4. The employees on this ride are great (Part 1): While we were waiting during a breakdown, a cast member/soldier came down the line, late 1960s, very early 70s Pan-Am like, giving everyone free, small bags of pretzles. Yes, you read that correctly; I'm not making that up. At that moment, Universal Hollywood became the 7th theme park I love (joining Disneyland, Tokyo Disneyland, WDW's Magic Kingdom, Epcot, Cedar Point, and Knott's.) Disneyland and WDW's Magic Kingdom are my first loves, but I couldn't imagine Disney ever giving me pretzels while I'm waiting for a ride to (hopefully) begin--or passing out free hot chocolate when it rains as Universal Hollywood does--that's Universal loving and it should be universally loved.
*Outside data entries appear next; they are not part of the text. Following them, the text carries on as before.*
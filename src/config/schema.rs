//! Configuration schema definitions.
//!
//! This module defines the complete configuration structure for the server.
//! All types derive Serde traits for deserialization from config files.

use std::path::PathBuf;
use std::time::Duration;

use serde::{Deserialize, Serialize};

use crate::observability::PutAuditStatus;

/// Root configuration for the file server.
#[derive(Debug, Clone, Deserialize, Serialize, Default)]
#[serde(default)]
pub struct ServerConfig {
    /// Listener configuration (bind address, port).
    pub listener: ListenerConfig,

    /// Worker pool and queue sizing.
    pub workers: WorkerConfig,

    /// Where request URIs resolve on disk.
    pub storage: StorageConfig,

    /// Per-connection socket timeouts.
    pub timeouts: TimeoutConfig,

    /// Request parsing limits.
    pub limits: LimitsConfig,

    /// Audit log behavior.
    pub audit: AuditConfig,

    /// Observability settings.
    pub observability: ObservabilityConfig,
}

/// Listener configuration.
#[derive(Debug, Clone, Deserialize, Serialize)]
#[serde(default)]
pub struct ListenerConfig {
    /// Host to bind (e.g., "0.0.0.0").
    pub bind_address: String,

    /// TCP port. 0 picks an ephemeral port.
    pub port: u16,
}

impl Default for ListenerConfig {
    fn default() -> Self {
        Self {
            bind_address: "0.0.0.0".to_string(),
            port: 8080,
        }
    }
}

impl ListenerConfig {
    /// `host:port` string suitable for binding.
    pub fn socket_address(&self) -> String {
        if self.bind_address.contains(':') {
            format!("[{}]:{}", self.bind_address, self.port)
        } else {
            format!("{}:{}", self.bind_address, self.port)
        }
    }
}

/// Worker pool configuration.
#[derive(Debug, Clone, Deserialize, Serialize)]
#[serde(default)]
pub struct WorkerConfig {
    /// Number of worker threads.
    pub threads: usize,

    /// Queue capacity. 0 means "same as `threads`".
    pub queue_capacity: usize,
}

impl Default for WorkerConfig {
    fn default() -> Self {
        Self {
            threads: 4,
            queue_capacity: 0,
        }
    }
}

impl WorkerConfig {
    pub fn effective_queue_capacity(&self) -> usize {
        if self.queue_capacity == 0 {
            self.threads.max(1)
        } else {
            self.queue_capacity
        }
    }
}

/// Storage configuration.
#[derive(Debug, Clone, Deserialize, Serialize)]
#[serde(default)]
pub struct StorageConfig {
    /// Directory request URIs are resolved against.
    pub root: PathBuf,
}

impl Default for StorageConfig {
    fn default() -> Self {
        Self {
            root: PathBuf::from("."),
        }
    }
}

/// Timeout configuration. A value of 0 disables the timeout.
#[derive(Debug, Clone, Deserialize, Serialize)]
#[serde(default)]
pub struct TimeoutConfig {
    /// Socket read timeout in seconds.
    pub read_secs: u64,

    /// Socket write timeout in seconds.
    pub write_secs: u64,
}

impl Default for TimeoutConfig {
    fn default() -> Self {
        Self {
            read_secs: 30,
            write_secs: 30,
        }
    }
}

impl TimeoutConfig {
    pub fn read(&self) -> Option<Duration> {
        (self.read_secs > 0).then(|| Duration::from_secs(self.read_secs))
    }

    pub fn write(&self) -> Option<Duration> {
        (self.write_secs > 0).then(|| Duration::from_secs(self.write_secs))
    }
}

/// Request parsing limits.
#[derive(Debug, Clone, Deserialize, Serialize)]
#[serde(default)]
pub struct LimitsConfig {
    /// Maximum size of request line plus headers, in bytes.
    pub max_header_bytes: usize,

    /// Maximum URI length, excluding the leading slash.
    pub max_uri_len: usize,

    /// Maximum method token length.
    pub max_method_len: usize,

    /// Maximum header name length.
    pub max_header_key_len: usize,

    /// Maximum header value length.
    pub max_header_value_len: usize,
}

impl Default for LimitsConfig {
    fn default() -> Self {
        Self {
            max_header_bytes: 2048,
            max_uri_len: 63,
            max_method_len: 8,
            max_header_key_len: 128,
            max_header_value_len: 128,
        }
    }
}

/// Audit log configuration.
#[derive(Debug, Clone, Deserialize, Serialize, Default)]
#[serde(default)]
pub struct AuditConfig {
    /// Status recorded for PUT requests.
    pub put_status: PutAuditStatus,
}

/// Observability configuration.
#[derive(Debug, Clone, Deserialize, Serialize)]
#[serde(default)]
pub struct ObservabilityConfig {
    /// Log level (trace, debug, info, warn, error).
    pub log_level: String,

    /// Enable metrics endpoint.
    pub metrics_enabled: bool,

    /// Metrics endpoint bind address.
    pub metrics_address: String,
}

impl Default for ObservabilityConfig {
    fn default() -> Self {
        Self {
            log_level: "info".to_string(),
            metrics_enabled: false,
            metrics_address: "0.0.0.0:9090".to_string(),
        }
    }
}
//! Request parsing.
//!
//! # Responsibilities
//! - Parse the request line and header block of an HTTP/1.1 request
//! - Enforce token shape and length limits
//! - Expose method, URI and case-insensitive header lookup to handlers
//!
//! # Design Decisions
//! - Parsing failures are expressed as the `Response` to send, so the
//!   connection can answer without involving a handler
//! - URIs are restricted to a single path segment of `[A-Za-z0-9._-]`,
//!   which keeps them inside the storage root

use std::fmt;

use crate::config::LimitsConfig;
use crate::http::Response;

/// Request method. Only GET and PUT are served; anything else is kept
/// verbatim so it can be logged.
#[derive(Debug, Clone, PartialEq, Eq, Hash)]
pub enum Method {
    Get,
    Put,
    Other(String),
}

impl Method {
    fn from_token(token: &str) -> Self {
        match token {
            "GET" => Method::Get,
            "PUT" => Method::Put,
            other => Method::Other(other.to_string()),
        }
    }

    pub fn as_str(&self) -> &str {
        match self {
            Method::Get => "GET",
            Method::Put => "PUT",
            Method::Other(token) => token.as_str(),
        }
    }
}

impl fmt::Display for Method {
    fn fmt(&self, f: &mut fmt::Formatter<'_>) -> fmt::Result {
        f.write_str(self.as_str())
    }
}

/// A parsed request head.
#[derive(Debug, Clone, PartialEq, Eq)]
pub struct Request {
    method: Method,
    uri: String,
    headers: Vec<(String, String)>,
    content_length: Option<u64>,
}

impl Request {
    pub fn method(&self) -> &Method {
        &self.method
    }

    /// The request target, including its leading `/`.
    pub fn uri(&self) -> &str {
        &self.uri
    }

    /// Value of the first header named `name`, compared case-insensitively.
    pub fn header(&self, name: &str) -> Option<&str> {
        self.headers
            .iter()
            .find(|(key, _)| key.eq_ignore_ascii_case(name))
            .map(|(_, value)| value.as_str())
    }

    /// Declared body length. Always present for a parsed PUT.
    pub fn content_length(&self) -> Option<u64> {
        self.content_length
    }

    /// The `Request-Id` header, if the client sent one.
    pub fn request_id(&self) -> Option<&str> {
        self.header("Request-Id")
    }
}

/// Parse a request head: everything before the blank line, without the
/// terminating `\r\n\r\n`.
pub fn parse_head(head: &[u8], limits: &LimitsConfig) -> Result<Request, Response> {
    let head = std::str::from_utf8(head).map_err(|_| Response::BadRequest)?;
    let mut lines = head.split("\r\n");

    let request_line = lines.next().ok_or(Response::BadRequest)?;
    let mut parts = request_line.split(' ');
    let (method, uri, version) = match (parts.next(), parts.next(), parts.next(), parts.next()) {
        (Some(method), Some(uri), Some(version), None) => (method, uri, version),
        _ => return Err(Response::BadRequest),
    };

    if !valid_method(method, limits.max_method_len)
        || !valid_uri(uri, limits.max_uri_len)
        || !valid_version(version)
    {
        return Err(Response::BadRequest);
    }
    if version != "HTTP/1.1" {
        return Err(Response::VersionNotSupported);
    }

    let mut headers = Vec::new();
    for line in lines {
        let (key, value) = line.split_once(": ").ok_or(Response::BadRequest)?;
        if !valid_header_key(key, limits.max_header_key_len)
            || !valid_header_value(value, limits.max_header_value_len)
        {
            return Err(Response::BadRequest);
        }
        headers.push((key.to_string(), value.to_string()));
    }

    let mut request = Request {
        method: Method::from_token(method),
        uri: uri.to_string(),
        headers,
        content_length: None,
    };

    request.content_length = match request.header("Content-Length") {
        Some(value) => Some(value.parse().map_err(|_| Response::BadRequest)?),
        None => None,
    };
    if request.method == Method::Put && request.content_length.is_none() {
        return Err(Response::BadRequest);
    }

    Ok(request)
}

fn valid_method(token: &str, max_len: usize) -> bool {
    (1..=max_len).contains(&token.len()) && token.bytes().all(|b| b.is_ascii_alphabetic())
}

fn valid_uri(uri: &str, max_len: usize) -> bool {
    match uri.strip_prefix('/') {
        Some(path) => {
            (1..=max_len).contains(&path.len())
                && path
                    .bytes()
                    .all(|b| b.is_ascii_alphanumeric() || matches!(b, b'.' | b'-' | b'_'))
        }
        None => false,
    }
}

fn valid_version(version: &str) -> bool {
    let bytes = version.as_bytes();
    version.starts_with("HTTP/")
        && bytes.len() == 8
        && bytes[5].is_ascii_digit()
        && bytes[6] == b'.'
        && bytes[7].is_ascii_digit()
}

fn valid_header_key(key: &str, max_len: usize) -> bool {
    (1..=max_len).contains(&key.len())
        && key
            .bytes()
            .all(|b| b.is_ascii_alphanumeric() || matches!(b, b'.' | b'-'))
}

fn valid_header_value(value: &str, max_len: usize) -> bool {
    value.len() <= max_len && value.bytes().all(|b| (b' '..=b'~').contains(&b))
}

#[cfg(test)]
mod tests {
    use super::*;

    fn parse(head: &str) -> Result<Request, Response> {
        parse_head(head.as_bytes(), &LimitsConfig::default())
    }

    #[test]
    fn parses_get_with_headers() {
        let request = parse("GET /foo.txt HTTP/1.1\r\nHost: localhost\r\nrequest-id: 7").unwrap();
        assert_eq!(request.method(), &Method::Get);
        assert_eq!(request.uri(), "/foo.txt");
        assert_eq!(request.header("HOST"), Some("localhost"));
        assert_eq!(request.request_id(), Some("7"));
        assert_eq!(request.content_length(), None);
    }

    #[test]
    fn put_requires_content_length() {
        assert_eq!(parse("PUT /a HTTP/1.1").unwrap_err(), Response::BadRequest);
        assert_eq!(
            parse("PUT /a HTTP/1.1\r\nContent-Length: ten").unwrap_err(),
            Response::BadRequest
        );

        let request = parse("PUT /a HTTP/1.1\r\nContent-Length: 10").unwrap();
        assert_eq!(request.method(), &Method::Put);
        assert_eq!(request.content_length(), Some(10));
    }

    #[test]
    fn unknown_methods_are_kept_verbatim() {
        let request = parse("DELETE /a HTTP/1.1").unwrap();
        assert_eq!(request.method(), &Method::Other("DELETE".into()));
        assert_eq!(request.method().as_str(), "DELETE");

        // Case matters: only the exact tokens are GET and PUT.
        let lower = parse("get /a HTTP/1.1").unwrap();
        assert_eq!(lower.method().as_str(), "get");
        assert_ne!(lower.method(), &Method::Get);
    }

    #[test]
    fn rejects_malformed_request_lines() {
        for head in [
            "",
            "GET",
            "GET /a",
            "GET /a HTTP/1.1 extra",
            "GET a HTTP/1.1",
            "GET / HTTP/1.1",
            "GET /a/b HTTP/1.1",
            "GET /../etc HTTP/1.1x",
            "GE7 /a HTTP/1.1",
            "TOOLONGMETHOD /a HTTP/1.1",
            "GET /a HTTPS/1.1",
            "GET /a HTTP/11",
        ] {
            assert_eq!(parse(head).unwrap_err(), Response::BadRequest, "{head:?}");
        }

        let long_uri = format!("GET /{} HTTP/1.1", "a".repeat(64));
        assert_eq!(parse(&long_uri).unwrap_err(), Response::BadRequest);
    }

    #[test]
    fn rejects_other_versions() {
        assert_eq!(parse("GET /a HTTP/1.0").unwrap_err(), Response::VersionNotSupported);
        assert_eq!(parse("GET /a HTTP/2.0").unwrap_err(), Response::VersionNotSupported);
    }

    #[test]
    fn rejects_malformed_headers() {
        for head in [
            "GET /a HTTP/1.1\r\nNoSeparator",
            "GET /a HTTP/1.1\r\nBad Key: v",
            "GET /a HTTP/1.1\r\n: empty-key",
            "GET /a HTTP/1.1\r\nKey: tab\tinside",
        ] {
            assert_eq!(parse(head).unwrap_err(), Response::BadRequest, "{head:?}");
        }

        let long_value = format!("GET /a HTTP/1.1\r\nKey: {}", "v".repeat(129));
        assert_eq!(parse(&long_value).unwrap_err(), Response::BadRequest);
    }
}
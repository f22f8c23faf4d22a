//! Shutdown coordination for the server.

use std::net::{SocketAddr, TcpStream};
use std::sync::atomic::{AtomicBool, Ordering};
use std::sync::{Arc, Mutex};
use std::time::Duration;

/// Coordinator for graceful shutdown.
///
/// Cloneable cancellation token shared by the acceptor, the signal handler
/// and tests. Because the acceptor is parked inside a blocking `accept`,
/// triggering also opens a throwaway connection to the registered wake
/// address so the acceptor observes the flag promptly.
#[derive(Clone, Debug, Default)]
pub struct Shutdown {
    inner: Arc<Inner>,
}

#[derive(Debug, Default)]
struct Inner {
    triggered: AtomicBool,
    wake_addr: Mutex<Option<SocketAddr>>,
}

impl Shutdown {
    /// Create a new shutdown coordinator.
    pub fn new() -> Self {
        Self::default()
    }

    /// Register the address a blocked acceptor listens on.
    pub fn register_wake_addr(&self, addr: SocketAddr) {
        *self
            .inner
            .wake_addr
            .lock()
            .unwrap_or_else(|poisoned| poisoned.into_inner()) = Some(addr);
    }

    /// Trigger the shutdown signal. Idempotent.
    pub fn trigger(&self) {
        if self.inner.triggered.swap(true, Ordering::SeqCst) {
            return;
        }
        tracing::info!("Shutdown triggered");

        let addr = *self
            .inner
            .wake_addr
            .lock()
            .unwrap_or_else(|poisoned| poisoned.into_inner());
        if let Some(addr) = addr {
            // Unspecified bind addresses are not connectable everywhere.
            let target = if addr.ip().is_unspecified() {
                let loopback = match addr {
                    SocketAddr::V4(_) => std::net::Ipv4Addr::LOCALHOST.into(),
                    SocketAddr::V6(_) => std::net::Ipv6Addr::LOCALHOST.into(),
                };
                SocketAddr::new(loopback, addr.port())
            } else {
                addr
            };
            if let Err(e) = TcpStream::connect_timeout(&target, Duration::from_secs(1)) {
                tracing::debug!(error = %e, "Wake-up connection failed");
            }
        }
    }

    /// Whether shutdown has been requested.
    pub fn is_triggered(&self) -> bool {
        self.inner.triggered.load(Ordering::SeqCst)
    }
}

#[cfg(test)]
mod tests {
    use super::*;
    use std::net::TcpListener;

    #[test]
    fn trigger_is_visible_to_clones() {
        let shutdown = Shutdown::new();
        let observer = shutdown.clone();
        assert!(!observer.is_triggered());

        shutdown.trigger();
        shutdown.trigger();
        assert!(observer.is_triggered());
    }

    #[test]
    fn trigger_wakes_blocked_accept() {
        let listener = TcpListener::bind("127.0.0.1:0").unwrap();
        let shutdown = Shutdown::new();
        shutdown.register_wake_addr(listener.local_addr().unwrap());

        let acceptor = std::thread::spawn(move || listener.accept().is_ok());
        std::thread::sleep(Duration::from_millis(50));
        shutdown.trigger();

        assert!(acceptor.join().unwrap());
    }
}
//! Open-and-lock synchronizer for request files.
//!
//! # Responsibilities
//! - Resolve request URIs to paths under the storage root
//! - Open a file and take its advisory lock as one step relative to other
//!   requests of the same kind
//! - Hand the locked descriptor to the handler as a lease that unlocks on drop
//!
//! # Design Decisions
//! - Two disjoint critical sections: one for readers, one for writers
//! - The advisory lock (shared for GET, exclusive for PUT) is the real
//!   cross-request invariant; the sections only close the window between
//!   `open` and `flock` in which a writer could truncate under a reader
//! - Data transfer happens after the section is released

use std::fs::{File, Metadata, OpenOptions};
use std::io;
use std::path::{Path, PathBuf};
use std::sync::{Mutex, MutexGuard};

use fs2::FileExt;
use thiserror::Error;

use crate::http::Response;

/// Failure to obtain a locked descriptor for a request.
#[derive(Debug, Error)]
pub enum AccessError {
    #[error("open failed: {0}")]
    Open(#[source] io::Error),
    #[error("advisory lock failed: {0}")]
    Lock(#[source] io::Error),
    #[error("truncate failed: {0}")]
    Truncate(#[source] io::Error),
    #[error("stat failed: {0}")]
    Stat(#[source] io::Error),
    #[error("path is a directory")]
    IsDirectory,
}

impl AccessError {
    /// Response a GET should produce for this failure.
    pub fn get_response(&self) -> Response {
        match self {
            AccessError::Open(e) => match e.kind() {
                io::ErrorKind::PermissionDenied | io::ErrorKind::IsADirectory => Response::Forbidden,
                io::ErrorKind::NotFound => Response::NotFound,
                _ => Response::InternalServerError,
            },
            AccessError::IsDirectory => Response::Forbidden,
            AccessError::Lock(_) | AccessError::Truncate(_) | AccessError::Stat(_) => {
                Response::InternalServerError
            }
        }
    }

    /// Response a PUT should produce for this failure.
    ///
    /// Unlike GET, a missing path (e.g. a missing parent directory) is
    /// reported as forbidden.
    pub fn put_response(&self) -> Response {
        match self {
            AccessError::Open(e) => match e.kind() {
                io::ErrorKind::PermissionDenied
                | io::ErrorKind::NotFound
                | io::ErrorKind::IsADirectory => Response::Forbidden,
                _ => Response::InternalServerError,
            },
            AccessError::IsDirectory => Response::Forbidden,
            AccessError::Lock(_) | AccessError::Truncate(_) | AccessError::Stat(_) => {
                Response::InternalServerError
            }
        }
    }
}

/// Process-wide table of the open+lock critical sections.
#[derive(Debug)]
pub struct FileAccess {
    root: PathBuf,
    read_section: Mutex<()>,
    write_section: Mutex<()>,
}

impl FileAccess {
    /// Create a synchronizer resolving URIs under `root`.
    pub fn new(root: impl Into<PathBuf>) -> Self {
        Self {
            root: root.into(),
            read_section: Mutex::new(()),
            write_section: Mutex::new(()),
        }
    }

    pub fn root(&self) -> &Path {
        &self.root
    }

    /// Map a request URI to a filesystem path.
    pub fn resolve(&self, uri: &str) -> PathBuf {
        self.root.join(uri.trim_start_matches('/'))
    }

    /// Open `uri` read-only under a shared advisory lock.
    pub fn open_read(&self, uri: &str) -> Result<ReadLease, AccessError> {
        let path = self.resolve(uri);

        let file = {
            let _section = section(&self.read_section);
            let file = File::open(&path).map_err(AccessError::Open)?;
            // Taken before leaving the section so no writer can slip in
            // between our open and our lock.
            FileExt::lock_shared(&file).map_err(AccessError::Lock)?;
            file
        };

        let lease = ReadLease { file };
        let metadata = lease.metadata()?;
        if metadata.is_dir() {
            return Err(AccessError::IsDirectory);
        }
        Ok(lease)
    }

    /// Open `uri` write-only, creating it if absent, truncated and under an
    /// exclusive advisory lock.
    pub fn open_write(&self, uri: &str) -> Result<WriteLease, AccessError> {
        let path = self.resolve(uri);
        let existed = path.exists();

        let _section = section(&self.write_section);
        let file = open_for_write(&path).map_err(AccessError::Open)?;
        FileExt::lock_exclusive(&file).map_err(AccessError::Lock)?;
        // Truncate only once exclusive: readers holding the shared lock must
        // keep seeing the old contents until they finish.
        file.set_len(0).map_err(AccessError::Truncate)?;

        Ok(WriteLease { file, existed })
    }
}

fn section(lock: &Mutex<()>) -> MutexGuard<'_, ()> {
    lock.lock().unwrap_or_else(|poisoned| poisoned.into_inner())
}

#[cfg(unix)]
fn open_for_write(path: &Path) -> io::Result<File> {
    use std::os::unix::fs::OpenOptionsExt;
    OpenOptions::new().write(true).create(true).mode(0o600).open(path)
}

#[cfg(not(unix))]
fn open_for_write(path: &Path) -> io::Result<File> {
    OpenOptions::new().write(true).create(true).open(path)
}

/// A read-only descriptor held under a shared lock.
#[derive(Debug)]
pub struct ReadLease {
    file: File,
}

impl ReadLease {
    pub fn metadata(&self) -> Result<Metadata, AccessError> {
        self.file.metadata().map_err(AccessError::Stat)
    }

    /// Size of the file in bytes.
    pub fn size(&self) -> Result<u64, AccessError> {
        Ok(self.metadata()?.len())
    }

    pub fn file(&mut self) -> &mut File {
        &mut self.file
    }
}

impl Drop for ReadLease {
    fn drop(&mut self) {
        let _ = FileExt::unlock(&self.file);
    }
}

/// A truncated write-only descriptor held under an exclusive lock.
#[derive(Debug)]
pub struct WriteLease {
    file: File,
    existed: bool,
}

impl WriteLease {
    /// Whether the path existed before this request opened it.
    pub fn existed(&self) -> bool {
        self.existed
    }

    pub fn file(&mut self) -> &mut File {
        &mut self.file
    }
}

impl Drop for WriteLease {
    fn drop(&mut self) {
        let _ = FileExt::unlock(&self.file);
    }
}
5. The employees are great (Part 2): To their credit, the employees in soldier uniforms seemed out to set loading and unloading records by respectfully yelling at guests while reminding us of our most immediate tasks. Those soldiers had a mission to accomplish and their urgency fit this. Later in the day, I walked past a soldier from this attraction on the upper lot and said, "Good attraction." He responded perfectly in character, "Thank you, sir!" It reminded me of how (in the 80s) I used to stride, skulk, panther-lope or strut across Main Street in my Jungle Cruise costume on my way to lunch or after my shift was over, pretending to be a bad a** while looking for opportunities to be polite and helpful
04-23-2012 09:33 AM
At home in the hills
Ok you just made the fact that I can't take advantage of my AP invite to preview it, all the worse. Thankyoueversomuch. B and I have been soooooo waiting for this. Interestingly enough he hasn't gotten an invite in his email. If Whistler has he hasn't mentioned it. I think the dates were the 4th and 5th of May.
Glad to hear it is a great attraction.
In all fairness to The Simpsons ride, wasn't it a retrofit for an older ride (Back to the Future, IIRC). They had to create the movie to match the ride which I imagine is vastly harder than synching the ride to the movie.
As a huge TF fan, I sooo want to ride the Transformers ride. Maybe it'll get to Orlando in the next couple of years (or I'll finally make it to California).
At home in the hills
I only got to ride Back to the Future a couple of times but I did feel like the motion is the same, so I think you are correct, Jeff.